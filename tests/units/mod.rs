//! Integration tests for units and unit-aware arithmetic

mod arithmetic_tests;
//! # Code Printer
//!
//! Renders an [`Expr`] as source text for a target [`Dialect`]: C, C++,
//! Python with a bare, `math`, `np`/`numpy` or `ufl` namespace, MATLAB,
//! Octave, or sympy's own string form.
//!
//! Rendering is a pure function of the tree and the dialect. Children are
//! parenthesized only where precedence requires it, products are split into
//! a numerator and a denominator, and small integer powers are expanded
//! into repeated multiplication.
//!
//! ```
//! use modelparams_rs::expr::Expr;
//! use modelparams_rs::printer::{ccode, matlabcode, pythoncode};
//!
//! let a = Expr::symbol("a");
//! let b = Expr::symbol("b");
//! let c = Expr::symbol("c");
//!
//! assert_eq!(ccode(&((a.clone() + b.clone()) * c.clone()), None).unwrap(), "(a + b)*c");
//! assert_eq!(pythoncode(&(a.clone() * b.clone() + c), None, "np").unwrap(), "a*b + c");
//! assert_eq!(matlabcode(&a.clone().pow(Expr::float(2.5)), Some("y")).unwrap(), "y = a^2.5");
//! ```

pub mod dialect;
pub mod precedence;

pub use dialect::{
    ConditionalStyle, Dialect, FunctionRule, Language, LiteralStyle, Namespace, PowerStyle,
    RelationalStyle,
};

use log::trace;
use thiserror::Error;

use crate::expr::number::format_float;
use crate::expr::{derivative_name, BoolOp, Constant, Expr, NodeKind, Number, RelOp, Symbol};
use precedence::{precedence, ADD, AND, ATOM, FUNC, LAMBDA, MUL, OR, POW, RELATIONAL};

/// Errors raised while rendering
#[derive(Error, Debug, Clone, PartialEq)]
pub enum RenderError {
    #[error("{kind} is not supported by the {dialect} printer: {reason}")]
    Unsupported {
        kind: NodeKind,
        dialect: String,
        reason: String,
    },

    #[error("Unknown dialect '{0}'")]
    UnknownDialect(String),

    #[error("{function}() expects {expected} argument(s), got {got}")]
    Arity {
        function: String,
        expected: usize,
        got: usize,
    },
}

type RenderResult<T> = Result<T, RenderError>;

/// Expression printer for one dialect
#[derive(Debug, Clone)]
pub struct Printer {
    dialect: Dialect,
}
::::::::
**Action item**
Beginning with the first line of the entries, repeat each line exactly until you have reproduced the one containing "as source text", and add nothing further.

**Reply**
filename tests/units/mod.rs
//! Integration tests for units and unit-aware arithmetic

mod arithmetic_tests;
//! # Code Printer
//!
//! Renders an [`Expr`] as source text for a target [`Dialect`]: C, C++,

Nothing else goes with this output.